Fun fact #2: Did you know Aquaman had a truck for a while? It's true. He had a truck full of water that he drove around in, and there were swordfish and anglerfish and such in there, and he used them as swords and flashlights, respectively, despite the fact that they would be worse at those jobs, objectively, than actual swords and flashlights.

I'm sorry, but Aquaman is the King of the Sea. He has unquestioned inherent dominion over three quarters of the Earth's surface. He commands - not "talks to", you don't have a conversation with a brine shrimp - he COMMANDS MOST of the animal life on the planet. He has an entire underwater kingdom full of subjects for which he is responsible. If something falls from space and lands in a random spot, odds are good it's his problem. If something burrows up from the core and emerges in a random spot, odds are good it's his problem. If a human ship hauling anything weird has any sort of problem in open water, it's his problem.

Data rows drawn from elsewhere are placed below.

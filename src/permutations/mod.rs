pub mod enumeration;

pub mod error;
pub use error::*;

pub mod query;
pub use query::*;

pub mod store;

pub mod table;
pub use table::*;
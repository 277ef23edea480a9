use crate::cards::hand::Hand;
use crate::cards::isomorphism::Isomorphism;
use std::path::PathBuf;
use thiserror::Error;

#[derive(Debug, Error)]
pub enum PermutationError {
    /// bits outside the 52-card layout, or a card count we do not tabulate
    #[error("invalid hand {bits:#015x}: {reason}")]
    InvalidHand { bits: u64, reason: String },
    /// the artifact could not be read or written
    #[error("permutation cache i/o failure at {}: {source}", .path.display())]
    CacheIo {
        path: PathBuf,
        #[source]
        source: std::io::Error,
    },
    /// the artifact was readable but is not a valid permutation table
    #[error("corrupt permutation cache at {}: {reason}", .path.display())]
    CacheCorrupt { path: PathBuf, reason: String },
    /// a valid hand has no entry after population. enumeration is broken.
    #[error("canonical class [{canonical}] of hand [{hand}] missing from populated cache")]
    CacheConsistency { hand: Hand, canonical: Isomorphism },
}
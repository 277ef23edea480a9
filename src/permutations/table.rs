use crate::Count;
use crate::cards::isomorphism::Isomorphism;
use std::collections::HashMap;

/// how many raw Hands canonize to each Isomorphism.
///
/// once populated this is read-only. it must always equal what a fresh
/// enumeration would produce, whether it came from memory or from disk,
/// which is what [`Permutations::verify`] checks on the way in.
#[derive(Debug, Default, Clone, PartialEq, Eq)]
pub struct Permutations(HashMap<Isomorphism, Count>);

impl Permutations {
    pub fn get(&self, isomorphism: &Isomorphism) -> Option<Count> {
        self.0.get(isomorphism).copied()
    }
    pub fn len(&self) -> usize {
        self.0.len()
    }
    pub fn is_empty(&self) -> bool {
        self.0.is_empty()
    }
    pub fn iter(&self) -> impl Iterator<Item = (&Isomorphism, &Count)> {
        self.0.iter()
    }

    /// largest hand size with a tabulated class
    pub fn max(&self) -> usize {
        self.0.keys().map(Isomorphism::size).max().unwrap_or(0)
    }

    /// raw hands of a given size, summed over their classes
    pub fn total(&self, size: usize) -> usize {
        self.0
            .iter()
            .filter(|(isomorphism, _)| isomorphism.size() == size)
            .map(|(_, count)| *count as usize)
            .sum()
    }

    /// every class is a nonempty hand of at most 7 cards whose count is
    /// exactly its orbit under Suit permutations, and for every size up to
    /// the largest, counts sum to the number of raw hands. orbits are
    /// disjoint, so exact counts summing to C(52, k) leave no room for a
    /// missing class.
    pub fn verify(&self) -> Result<(), String> {
        let mut totals = [0usize; crate::MAX_CARDS + 1];
        for (isomorphism, count) in self.iter() {
            let size = isomorphism.size();
            if size == 0 || size > crate::MAX_CARDS {
                return Err(format!("class [{}] has {} cards", isomorphism, size));
            }
            let orbit = isomorphism.orbit().len();
            if *count as usize != orbit {
                return Err(format!(
                    "class [{}] has count {}, expected {}",
                    isomorphism, count, orbit
                ));
            }
            totals[size] += *count as usize;
        }
        for size in 1..=self.max() {
            let expected = crate::choose(crate::N_CARDS, size);
            if totals[size] != expected {
                return Err(format!(
                    "{}-card classes sum to {}, expected {}",
                    size, totals[size], expected
                ));
            }
        }
        Ok(())
    }
}

impl From<HashMap<Isomorphism, Count>> for Permutations {
    fn from(map: HashMap<Isomorphism, Count>) -> Self {
        Self(map)
    }
}
impl From<Permutations> for HashMap<Isomorphism, Count> {
    fn from(permutations: Permutations) -> Self {
        permutations.0
    }
}

impl FromIterator<(Isomorphism, Count)> for Permutations {
    fn from_iter<I: IntoIterator<Item = (Isomorphism, Count)>>(iter: I) -> Self {
        Self(iter.into_iter().collect())
    }
}
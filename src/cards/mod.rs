pub mod card;
pub use card::*;

pub mod hand;
pub use hand::*;

pub mod hands;
pub use hands::*;

pub mod isomorphism;
pub use isomorphism::*;

pub mod permutation;
pub use permutation::*;

pub mod rank;
pub use rank::*;

pub mod suit;
pub use suit::*;
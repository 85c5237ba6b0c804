//! `/students` routes, including course enrollment.

use axum::extract::State;
use axum::http::StatusCode;
use axum::Json;
use roster_core::{EntityId, Message, NewStudent, Student, StudentFilter, StudentPatch};
use tracing::info;

use super::{AppState, JsonBody, PatchBody, PathParam, QueryParams};
use crate::error::ApiError;
use crate::service::{self, StudentUpdate};

/// `GET /students[?course=name][&max_group_size=N]`
pub async fn list_students_handler(
    State(state): State<AppState>,
    QueryParams(filter): QueryParams<StudentFilter>,
) -> Result<Json<Vec<Student>>, ApiError> {
    let mut session = state.db.session().await?;
    Ok(Json(service::list_students(&mut session, &filter).await?))
}

/// `POST /students` -- 201 with the new student, 404 if `group_id` does
/// not resolve.
pub async fn create_student_handler(
    State(state): State<AppState>,
    JsonBody(body): JsonBody<NewStudent>,
) -> Result<(StatusCode, Json<Student>), ApiError> {
    let mut session = state.db.write_session().await?;
    let student = service::add_student(&mut session, &body.first_name, &body.last_name, body.group_id)
        .await
        .map_err(|e| ApiError::from_store(e, "Error creating student"))?
        .ok_or_else(|| ApiError::not_found("Group not found"))?;
    session.commit().await?;

    info!(student_id = student.id, group_id = ?student.group_id, "student created");
    Ok((StatusCode::CREATED, Json(student)))
}

/// `GET /students/{student_id}`
pub async fn get_student_handler(
    State(state): State<AppState>,
    PathParam(student_id): PathParam<EntityId>,
) -> Result<Json<Student>, ApiError> {
    let mut session = state.db.session().await?;
    service::get_student(&mut session, student_id)
        .await?
        .map(Json)
        .ok_or_else(|| ApiError::not_found("Student not found"))
}

/// `PUT /students/{student_id}` -- partial update.
pub async fn update_student_handler(
    State(state): State<AppState>,
    PathParam(student_id): PathParam<EntityId>,
    PatchBody(patch): PatchBody<StudentPatch>,
) -> Result<Json<Message>, ApiError> {
    let mut session = state.db.write_session().await?;
    let outcome = service::update_student(&mut session, student_id, &patch)
        .await
        .map_err(|e| ApiError::from_store(e, "Error updating student"))?;

    match outcome {
        StudentUpdate::Updated => {
            session.commit().await?;
            info!(student_id, "student updated");
            Ok(Json(Message::new("Student updated successfully")))
        }
        StudentUpdate::StudentMissing => Err(ApiError::not_found("Student not found")),
        StudentUpdate::GroupMissing => Err(ApiError::not_found("Group not found")),
    }
}

/// `DELETE /students/{student_id}`
pub async fn delete_student_handler(
    State(state): State<AppState>,
    PathParam(student_id): PathParam<EntityId>,
) -> Result<Json<Message>, ApiError> {
    let mut session = state.db.write_session().await?;
    if !service::delete_student_by_id(&mut session, student_id).await? {
        return Err(ApiError::not_found("Student not found"));
    }
    session.commit().await?;

    info!(student_id, "student deleted");
    Ok(Json(Message::new("Student deleted successfully")))
}

/// `POST /students/{student_id}/courses/{course_id}`
pub async fn enroll_handler(
    State(state): State<AppState>,
    PathParam((student_id, course_id)): PathParam<(EntityId, EntityId)>,
) -> Result<Json<Message>, ApiError> {
    let mut session = state.db.write_session().await?;
    if !service::add_student_to_course(&mut session, student_id, course_id).await? {
        return Err(ApiError::not_found("Student or Course not found"));
    }
    session.commit().await?;

    info!(student_id, course_id, "student enrolled");
    Ok(Json(Message::new("Course added to student")))
}

/// `DELETE /students/{student_id}/courses/{course_id}`
pub async fn unenroll_handler(
    State(state): State<AppState>,
    PathParam((student_id, course_id)): PathParam<(EntityId, EntityId)>,
) -> Result<Json<Message>, ApiError> {
    let mut session = state.db.write_session().await?;
    if !service::remove_student_from_course(&mut session, student_id, course_id).await? {
        return Err(ApiError::not_found(
            "Student or Course not found or not associated",
        ));
    }
    session.commit().await?;

    info!(student_id, course_id, "student unenrolled");
    Ok(Json(Message::new("Course removed from student")))
}
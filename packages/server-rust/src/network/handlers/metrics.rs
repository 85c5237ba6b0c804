//! Prometheus scrape endpoint.

use axum::extract::State;
use axum::http::{header, StatusCode};
use axum::response::{IntoResponse, Response};

use super::AppState;

/// `GET /metrics` -- Prometheus text exposition, 404 when no recorder is
/// installed.
pub async fn metrics_handler(State(state): State<AppState>) -> Response {
    match state.metrics {
        Some(handle) => (
            [(header::CONTENT_TYPE, "text/plain; version=0.0.4")],
            handle.render(),
        )
            .into_response(),
        None => StatusCode::NOT_FOUND.into_response(),
    }
}
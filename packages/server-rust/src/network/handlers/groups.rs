//! `/groups` routes.

use axum::extract::rejection::QueryRejection;
use axum::extract::{Query, State};
use axum::http::StatusCode;
use axum::Json;
use roster_core::{EntityId, Group, GroupRoster, GroupSummary, MaxStudentsQuery, NewGroup};
use tracing::info;

use super::{AppState, JsonBody, PathParam};
use crate::error::ApiError;
use crate::service;

/// `GET /groups`
pub async fn list_groups_handler(
    State(state): State<AppState>,
) -> Result<Json<Vec<Group>>, ApiError> {
    let mut session = state.db.session().await?;
    Ok(Json(service::list_groups(&mut session).await?))
}

/// `POST /groups` -- 201 with the new group, 400 on a duplicate name.
pub async fn create_group_handler(
    State(state): State<AppState>,
    JsonBody(body): JsonBody<NewGroup>,
) -> Result<(StatusCode, Json<Group>), ApiError> {
    let mut session = state.db.write_session().await?;
    let group = service::create_group(&mut session, &body.name)
        .await
        .map_err(|e| ApiError::from_store(e, "Group with this name already exists"))?;
    session.commit().await?;

    info!(group_id = group.id, name = %group.name, "group created");
    Ok((StatusCode::CREATED, Json(group)))
}

/// `GET /groups/{group_id}/students`
pub async fn group_students_handler(
    State(state): State<AppState>,
    PathParam(group_id): PathParam<EntityId>,
) -> Result<Json<GroupRoster>, ApiError> {
    let mut session = state.db.session().await?;
    service::group_roster(&mut session, group_id)
        .await?
        .map(Json)
        .ok_or_else(|| ApiError::not_found("Group not found"))
}

/// `GET /groups/with_max_students?max_count=N`
pub async fn groups_with_max_students_handler(
    State(state): State<AppState>,
    query: Result<Query<MaxStudentsQuery>, QueryRejection>,
) -> Result<Json<Vec<GroupSummary>>, ApiError> {
    let Ok(Query(MaxStudentsQuery { max_count })) = query else {
        return Err(ApiError::Validation(
            "max_count is required and must be an integer".to_string(),
        ));
    };
    if max_count < 0 {
        return Err(ApiError::Validation(
            "max_count must be a non-negative integer".to_string(),
        ));
    }

    let mut session = state.db.session().await?;
    let groups = service::get_groups_with_student_count(&mut session, max_count).await?;
    Ok(Json(groups.iter().map(GroupSummary::from).collect()))
}
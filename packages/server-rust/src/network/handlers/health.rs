//! Health, liveness, and readiness endpoint handlers.
//!
//! These routes sit outside the in-flight middleware so orchestrators can
//! still probe the server while it drains.

use axum::extract::State;
use axum::http::StatusCode;
use axum::Json;
use serde_json::json;

use super::AppState;
use crate::network::HealthState;

/// Returns detailed health information as JSON.
///
/// Always returns 200; the `state` field tells "up but draining" apart from
/// "ready".
pub async fn health_handler(State(state): State<AppState>) -> Json<serde_json::Value> {
    let health = state.shutdown.health_state();
    let pool = state.db.pool_stats();

    Json(json!({
        "state": health.as_str(),
        "uptime_secs": state.start_time.elapsed().as_secs(),
        "in_flight": state.shutdown.in_flight_count(),
        "db": {
            "size": pool.size,
            "idle": pool.idle,
        },
    }))
}

/// Liveness probe -- always 200 while the process answers.
pub async fn liveness_handler() -> StatusCode {
    StatusCode::OK
}

/// Readiness probe -- 200 in the Ready state, 503 while starting, draining,
/// or stopped.
pub async fn readiness_handler(State(state): State<AppState>) -> StatusCode {
    if state.shutdown.health_state() == HealthState::Ready {
        StatusCode::OK
    } else {
        StatusCode::SERVICE_UNAVAILABLE
    }
}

If you feel the need to give that character a fucking truck so that he can drive around downtown Chicago and thwart bank robbers and purse snatchers, you are a bad storyteller, and, I dare say, a bad person. Aquaman isn't boring. You're boring.

Fun fact #3: Whenever someone is brought low by their own hubris, the phrase my friends and I typically use is that they've "got a case of the hubes". It's fun to say.

0830-------------------------------------
(Tuesday afternoon, INT: EB and JH's living room)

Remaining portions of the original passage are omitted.